■ **TASK DETAILS**
Reproduce exactly the lines below from the one containing "pivot's final index." through the one containing "let mut left", including both, and nothing else.

[Stored data]
════════

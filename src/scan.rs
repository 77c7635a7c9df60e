//! Search and sort primitives over `u16` key buffers.
//!
//! A key buffer of length `size` has a prefix `[0, sorted)` that is strictly
//! ascending and a suffix `[sorted, size)` in insertion order. Keys are unique
//! across the whole buffer; the sort routines rely on this.
//!
//! Lookups binary-search the prefix and scan the suffix. Suffix scans shorter
//! than [`SMALL_SCAN`] run as a plain loop; longer ones compare 8 lanes at a
//! time with SSE2 (16 with AVX2 when the CPU has it) and take the lowest set
//! bit of the match mask. The vector paths return exactly what
//! [`linear_find`] returns.

use std::collections::TryReserveError;

/// Below this many keys a suffix scan is a plain loop.
pub const SMALL_SCAN: usize = 64;

/// Ranges at most this long are insertion sorted.
const INSERTION_SORT_MAX: usize = 16;

/// Finds `value` in `keys`, whose first `sorted` keys are strictly ascending.
#[inline]
pub fn find(keys: &[u16], sorted: usize, value: u16) -> Option<usize> {
    debug_assert!(sorted <= keys.len());
    if sorted > 0 {
        if let Ok(i) = keys[..sorted].binary_search(&value) {
            return Some(i);
        }
    }
    scan_unsorted(&keys[sorted..], value).map(|i| i + sorted)
}

/// Reference scan: index of the first key equal to `value`.
#[inline]
pub fn linear_find(keys: &[u16], value: u16) -> Option<usize> {
    keys.iter().position(|&k| k == value)
}

/// Scans an unordered run of keys.
#[inline]
pub fn scan_unsorted(keys: &[u16], value: u16) -> Option<usize> {
    if keys.len() < SMALL_SCAN {
        return linear_find(keys, value);
    }
    scan_wide(keys, value)
}

/// Portable 8-lane scan: builds a match mask per chunk, like the vector paths.
pub fn scan_lanes(keys: &[u16], value: u16) -> Option<usize> {
    let chunks = keys.chunks_exact(8);
    let rem = chunks.remainder();
    for (i, chunk) in chunks.enumerate() {
        let mut mask = 0u32;
        for (lane, &k) in chunk.iter().enumerate() {
            mask |= u32::from(k == value) << lane;
        }
        if mask != 0 {
            return Some(i * 8 + mask.trailing_zeros() as usize);
        }
    }
    let base = keys.len() - rem.len();
    linear_find(rem, value).map(|i| base + i)
}

#[cfg(all(target_arch = "x86_64", target_feature = "sse2"))]
#[inline]
fn scan_wide(keys: &[u16], value: u16) -> Option<usize> {
    if std::is_x86_feature_detected!("avx2") {
        // SAFETY: feature detected at runtime.
        return unsafe { scan_avx2(keys, value) };
    }
    scan_sse2(keys, value)
}

#[cfg(not(all(target_arch = "x86_64", target_feature = "sse2")))]
#[inline]
fn scan_wide(keys: &[u16], value: u16) -> Option<usize> {
    scan_lanes(keys, value)
}

#[cfg(all(target_arch = "x86_64", target_feature = "sse2"))]
fn scan_sse2(keys: &[u16], value: u16) -> Option<usize> {
    use std::arch::x86_64::*;

    let chunks = keys.chunks_exact(8);
    let rem = chunks.remainder();
    // SAFETY: SSE2 is enabled at compile time. Each load reads exactly the
    // 16 bytes of one 8-key chunk, unaligned.
    unsafe {
        let needle = _mm_set1_epi16(value as i16);
        for (i, chunk) in chunks.enumerate() {
            let lanes = _mm_loadu_si128(chunk.as_ptr() as *const __m128i);
            // Two mask bits per 16-bit lane.
            let mask = _mm_movemask_epi8(_mm_cmpeq_epi16(lanes, needle)) as u32;
            if mask != 0 {
                return Some(i * 8 + (mask.trailing_zeros() as usize) / 2);
            }
        }
    }
    let base = keys.len() - rem.len();
    linear_find(rem, value).map(|i| base + i)
}

#[cfg(all(target_arch = "x86_64", target_feature = "sse2"))]
#[target_feature(enable = "avx2")]
unsafe fn scan_avx2(keys: &[u16], value: u16) -> Option<usize> {
    use std::arch::x86_64::*;

    let chunks = keys.chunks_exact(16);
    let rem = chunks.remainder();
    // SAFETY: caller guarantees AVX2. Each load reads the 32 bytes of one
    // 16-key chunk, unaligned.
    unsafe {
        let needle = _mm256_set1_epi16(value as i16);
        for (i, chunk) in chunks.enumerate() {
            let lanes = _mm256_loadu_si256(chunk.as_ptr() as *const __m256i);
            let mask = _mm256_movemask_epi8(_mm256_cmpeq_epi16(lanes, needle)) as u32;
            if mask != 0 {
                return Some(i * 16 + (mask.trailing_zeros() as usize) / 2);
            }
        }
    }
    let base = keys.len() - rem.len();
    scan_sse2(rem, value).map(|i| base + i)
}

/// Sorts `keys` ascending, applying the same permutation to `values`.
///
/// Keys must be pairwise distinct. Uses median-of-three quicksort, recursing
/// into the smaller side and finishing short ranges with insertion sort.
pub fn quicksort<T>(keys: &mut [u16], values: &mut [T]) {
    debug_assert_eq!(keys.len(), values.len());
    let (mut keys, mut values) = (keys, values);
    loop {
        let n = keys.len();
        if n <= INSERTION_SORT_MAX {
            insertion_sort(keys, values);
            return;
        }
        let p = partition(keys, values);
        let (kl, kr) = std::mem::take(&mut keys).split_at_mut(p);
        let (vl, vr) = std::mem::take(&mut values).split_at_mut(p);
        // kr[0] is the pivot, already in its final place.
        let (kr, vr) = (&mut kr[1..], &mut vr[1..]);
        if kl.len() < kr.len() {
            quicksort(kl, vl);
            keys = kr;
            values = vr;
        } else {
            quicksort(kr, vr);
            keys = kl;
            values = vl;
        }
    }
}

/// Sorts keys alone.
pub fn sort_keys(keys: &mut [u16]) {
    let mut unit = vec![(); keys.len()];
    quicksort(keys, &mut unit);
}

fn insertion_sort<T>(keys: &mut [u16], values: &mut [T]) {
    for i in 1..keys.len() {
        let mut j = i;
        while j > 0 && keys[j - 1] > keys[j] {
            keys.swap(j - 1, j);
            values.swap(j - 1, j);
            j -= 1;
        }
    }
}

/// Lomuto partition around the median of the first, middle and last keys.
/// Returns the pivot's final index.
fn partition<T>(keys: &mut [u16], values: &mut [T]) -> usize {
    let last = keys.len() - 1;
    let mid = last / 2;
    if keys[mid] < keys[0] {
        keys.swap(mid, 0);
        values.swap(mid, 0);
    }
    if keys[last] < keys[0] {
        keys.swap(last, 0);
        values.swap(last, 0);
    }
    if keys[last] < keys[mid] {
        keys.swap(last, mid);
        values.swap(last, mid);
    }
    // Median now at `mid`; park it at the end.
    keys.swap(mid, last);
    values.swap(mid, last);

    let pivot = keys[last];
    let mut store = 0;
    for i in 0..last {
        debug_assert_ne!(keys[i], pivot, "duplicate key {pivot} in sort range");
        if keys[i] < pivot {
            keys.swap(i, store);
            values.swap(i, store);
            store += 1;
        }
    }
    keys.swap(store, last);
    values.swap(store, last);
    store
}

/// Stable merge of the sorted runs `[0, mid)` and `[mid, len)` into the
/// (empty) output buffers, which must already have room for every entry.
pub fn merge<T>(
    keys: &[u16],
    mut values: Vec<T>,
    mid: usize,
    out_keys: &mut Vec<u16>,
    out_values: &mut Vec<T>,
) {
    debug_assert_eq!(keys.len(), values.len());
    debug_assert!(mid <= keys.len());

    let right_values = values.split_off(mid);
    let mut left = keys[..mid].iter().copied().zip(values).peekable();
    let mut right = keys[mid..].iter().copied().zip(right_values).peekable();

    loop {
        let take_left = match (left.peek(), right.peek()) {
            (Some((l, _)), Some((r, _))) => l <= r,
            (Some(_), None) => true,
            (None, Some(_)) => false,
            (None, None) => break,
        };
        let next = if take_left { left.next() } else { right.next() };
        if let Some((k, v)) = next {
            out_keys.push(k);
            out_values.push(v);
        }
    }
}

/// Moves a full key/value buffer into buffers of `new_capacity`.
///
/// When the old capacity (`keys.len()`) is below `threshold` this is a plain
/// move and the sorted watermark stays `sorted`. Otherwise the buffer comes out
/// fully sorted: an unsorted buffer (`sorted == 0`) is quicksorted whole, while
/// a buffer with a sorted prefix has its tail quicksorted and merged with the
/// prefix. Returns the new buffers and watermark.
///
/// The new buffers are reserved before anything is touched, so on allocation
/// failure the inputs are handed back unchanged.
#[allow(clippy::type_complexity)]
pub fn regrow<T>(
    mut keys: Vec<u16>,
    mut values: Vec<T>,
    sorted: usize,
    new_capacity: usize,
    threshold: usize,
) -> Result<(Vec<u16>, Vec<T>, usize), (Vec<u16>, Vec<T>, TryReserveError)> {
    debug_assert_eq!(keys.len(), values.len());
    debug_assert!(new_capacity >= keys.len());

    let mut new_keys = Vec::new();
    if let Err(e) = new_keys.try_reserve_exact(new_capacity) {
        return Err((keys, values, e));
    }
    let mut new_values = Vec::new();
    if let Err(e) = new_values.try_reserve_exact(new_capacity) {
        return Err((keys, values, e));
    }

    let old_capacity = keys.len();
    if old_capacity < threshold {
        new_keys.append(&mut keys);
        new_values.append(&mut values);
        return Ok((new_keys, new_values, sorted));
    }

    if sorted == 0 {
        quicksort(&mut keys, &mut values);
        new_keys.append(&mut keys);
        new_values.append(&mut values);
    } else {
        quicksort(&mut keys[sorted..], &mut values[sorted..]);
        merge(&keys, values, sorted, &mut new_keys, &mut new_values);
    }
    Ok((new_keys, new_values, old_capacity))
}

════════

■ **RESPONSE TO THIS EXERCISE**
/// Returns the pivot's final index.
fn partition<T>(keys: &mut [u16], values: &mut [T]) -> usize {
    let last = keys.len() - 1;
    let mid = last / 2;
    if keys[mid] < keys[0] {
        keys.swap(mid, 0);
        values.swap(mid, 0);
    }
    if keys[last] < keys[0] {
        keys.swap(last, 0);
        values.swap(last, 0);
    }
    if keys[last] < keys[mid] {
        keys.swap(last, mid);
        values.swap(last, mid);
    }
    // Median now at `mid`; park it at the end.
    keys.swap(mid, last);
    values.swap(mid, last);

    let pivot = keys[last];
    let mut store = 0;
    for i in 0..last {
        debug_assert_ne!(keys[i], pivot, "duplicate key {pivot} in sort range");
        if keys[i] < pivot {
            keys.swap(i, store);
            values.swap(i, store);
            store += 1;
        }
    }
    keys.swap(store, last);
    values.swap(store, last);
    store
}

/// Stable merge of the sorted runs `[0, mid)` and `[mid, len)` into the
/// (empty) output buffers, which must already have room for every entry.
pub fn merge<T>(
    keys: &[u16],
    mut values: Vec<T>,
    mid: usize,
    out_keys: &mut Vec<u16>,
    out_values: &mut Vec<T>,
) {
    debug_assert_eq!(keys.len(), values.len());
    debug_assert!(mid <= keys.len());

    let right_values = values.split_off(mid);
    let mut left = keys[..mid].iter().copied().zip(values).peekable();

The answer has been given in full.